For the second time this month, Viacom appears to have either stepped aside or been edged out of bidding on a hot techie website - the sort of misstep that apparently got the last CEO, Tom Freston, fired. (The first came just two weeks ago, when News Corporation scooped up ring-tone giant Jamba.)
Per the Wall Street Journal today, news comes that Facebook is engaged in some heavy petting with Yahoo!, with the No. 2 search company said to be offering a billion dollars.
Keep in mind, two years ago, this company was being run by a Harvard undergrad who was just trying to get laid.

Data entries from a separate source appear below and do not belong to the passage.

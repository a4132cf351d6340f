// Copyright 2025 eraflo
//
// Licensed under the Apache License, Version 2.0 (the "License");
// you may not use this file except in compliance with the License.
// You may obtain a copy of the License at
//
//     http://www.apache.org/licenses/LICENSE-2.0
//
// Unless required by applicable law or agreed to in writing, software
// distributed under the License is distributed on an "AS IS" BASIS,
// WITHOUT WARRANTIES OR CONDITIONS OF ANY KIND, either express or implied.
// See the License for the specific language governing permissions and
// limitations under the License.

//! A registry of decoders, letting a backend pick one by payload type and file extension.

use crate::decoders::{AssetDecoder, BinaryDecoder, TextDecoder};
use anyhow::{anyhow, Result};
use cairn_core::asset::{Asset, AssetHandle, PayloadType};
use std::marker::PhantomData;

/// Internal trait for decoding any asset type into a type-erased handle.
trait AnyDecoder: Send + Sync {
    fn decode_any(&self, bytes: &[u8]) -> Result<AssetHandle>;
}

/// A "wrapper" that takes a generic `AssetDecoder<A>` and implements `AnyDecoder`.
struct AssetDecoderWrapper<A: Asset, D: AssetDecoder<A>>(D, PhantomData<fn() -> A>);

impl<A: Asset, D: AssetDecoder<A> + Send + Sync> AnyDecoder for AssetDecoderWrapper<A, D> {
    fn decode_any(&self, bytes: &[u8]) -> Result<AssetHandle> {
        // Call the GENERIC and TYPE-SAFE decode() method...
        let asset: A = self.0.decode(bytes).map_err(|e| anyhow!(e.to_string()))?;

        // ...and erase its type behind a shared handle.
        Ok(AssetHandle::new(asset))
    }
}

struct Registration {
    payload_type: PayloadType,
    extensions: Vec<String>,
    decoder: Box<dyn AnyDecoder>,
}

/// Maps payload types to the decoder and file extensions that produce them.
///
/// Registrations are kept in insertion order, which is also the order in
/// which an untyped request tries them.
#[derive(Default)]
pub struct DecoderRegistry {
    registrations: Vec<Registration>,
}

impl DecoderRegistry {
    /// Creates an empty registry.
    pub fn new() -> Self {
        Self::default()
    }

    /// Creates a registry with the built-in text and binary decoders.
    pub fn with_defaults() -> Self {
        let mut registry = Self::new();
        registry.register(TextDecoder::EXTENSIONS, TextDecoder);
        registry.register(BinaryDecoder::EXTENSIONS, BinaryDecoder);
        registry
    }

    /// Registers the decoder for asset type `A`, replacing any earlier one.
    pub fn register<A: Asset>(
        &mut self,
        extensions: &[&str],
        decoder: impl AssetDecoder<A> + Send + Sync + 'static,
    ) {
        let payload_type = PayloadType::of::<A>();
        self.registrations
            .retain(|registration| registration.payload_type != payload_type);
        self.registrations.push(Registration {
            payload_type,
            extensions: extensions
                .iter()
                .map(|ext| ext.trim_start_matches('.').to_string())
                .collect(),
            decoder: Box::new(AssetDecoderWrapper(decoder, PhantomData)),
        });
    }

    /// Returns `true` if a decoder produces `payload_type`.
    pub fn is_registered(&self, payload_type: PayloadType) -> bool {
        self.registrations
            .iter()
            .any(|registration| registration.payload_type == payload_type)
    }

    /// The `(extension, payload type)` pairs a request for `payload_type`
    /// should try, in order. An untyped request tries every registration.
    pub fn candidates(&self, payload_type: PayloadType) -> Vec<(&str, PayloadType)> {
        self.registrations
            .iter()
            .filter(|registration| payload_type.accepts(registration.payload_type))
            .flat_map(|registration| {
                registration
                    .extensions
                    .iter()
                    .map(move |ext| (ext.as_str(), registration.payload_type))
            })
            .collect()
    }

    /// Decodes `bytes` into a payload of type `payload_type`.
    ///
    /// # Errors
    ///
    /// Fails if no decoder is registered for `payload_type` or the decoder
    /// rejects the bytes.
    pub fn decode(&self, payload_type: PayloadType, bytes: &[u8]) -> Result<AssetHandle> {
        let registration = self
            .registrations
            .iter()
            .find(|registration| registration.payload_type == payload_type)
            .ok_or_else(|| anyhow!("No decoder registered for asset type '{payload_type}'"))?;

        registration.decoder.decode_any(bytes)
    }
}

#[cfg(test)]
mod tests {
    use super::*;
    use cairn_core::asset::{BinaryAsset, TextAsset};
    use std::error::Error;

    #[derive(Debug, PartialEq)]
    struct Level(u32);
    impl Asset for Level {}

    struct LevelDecoder;
    impl AssetDecoder<Level> for LevelDecoder {
        fn decode(&self, bytes: &[u8]) -> Result<Level, Box<dyn Error + Send + Sync>> {
            let raw: [u8; 4] = bytes.try_into()?;
            Ok(Level(u32::from_le_bytes(raw)))
        }
    }

    #[test]
    fn decodes_through_the_registered_decoder() {
        let mut registry = DecoderRegistry::new();
        registry.register(&["lvl"], LevelDecoder);

        let handle = registry
            .decode(PayloadType::of::<Level>(), &42u32.to_le_bytes())
            .unwrap();

        assert_eq!(handle.downcast_ref::<Level>(), Some(&Level(42)));
        assert_eq!(handle.payload_type(), PayloadType::of::<Level>());
    }

    #[test]
    fn decoder_errors_are_reported() {
        let mut registry = DecoderRegistry::new();
        registry.register(&["lvl"], LevelDecoder);

        assert!(registry.decode(PayloadType::of::<Level>(), &[1, 2]).is_err());
    }

    #[test]
    fn unknown_types_fail() {
        let registry = DecoderRegistry::new();
        let err = registry
            .decode(PayloadType::of::<Level>(), &[])
            .unwrap_err();
        assert!(err.to_string().contains("No decoder registered"));
    }

    #[test]
    fn typed_candidates_only_list_the_matching_decoder() {
        let registry = DecoderRegistry::with_defaults();

        let candidates = registry.candidates(PayloadType::of::<BinaryAsset>());

        assert_eq!(
            candidates,
            vec![
                ("bin", PayloadType::of::<BinaryAsset>()),
                ("bytes", PayloadType::of::<BinaryAsset>())
            ]
        );
    }

    #[test]
    fn untyped_candidates_follow_registration_order() {
        let registry = DecoderRegistry::with_defaults();

        let candidates = registry.candidates(PayloadType::Any);

        assert_eq!(candidates.first(), Some(&("txt", PayloadType::of::<TextAsset>())));
        assert_eq!(candidates.last(), Some(&("bytes", PayloadType::of::<BinaryAsset>())));
    }

    #[test]
    fn registering_twice_replaces_the_extensions() {
        let mut registry = DecoderRegistry::new();
        registry.register(&["lvl"], LevelDecoder);
        registry.register(&[".level"], LevelDecoder);

        assert_eq!(
            registry.candidates(PayloadType::of::<Level>()),
            vec![("level", PayloadType::of::<Level>())]
        );
        assert!(registry.is_registered(PayloadType::of::<Level>()));
    }
}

Beyond any extension of Viacom's presence on the web, there are other reasons why social networking sites are intensely erotic to old media: They pay for themselves.
Considering this: MySpace just added its hundred millionth registered user, which is probably why, per the Journal, a recent advertising alignment with Google will haul in a dizzying amount of free cash flow:
"In August, Google guaranteed MySpace and some other News Corp. sites a minimum of $900 million in ad revenue over the next three and a half years."
Facebook made a similar deal after aborting talks with Yahoo! earlier in the year. It's haul? $200 million over three years. Which is not bad considering it gets five times fewer unique users a month.
The question is, why is Viacom passing on this? MySpace has already conquered the U.S., the U.K. and Australia. Yesterday, news came that it's headed to China. The Viacom media hydra had had talks with Facebook earlier in the year, but they broke off.
Isn't this that trophy that newly installed Viacom CEO Phillipe Dauman was never supposed to miss out on?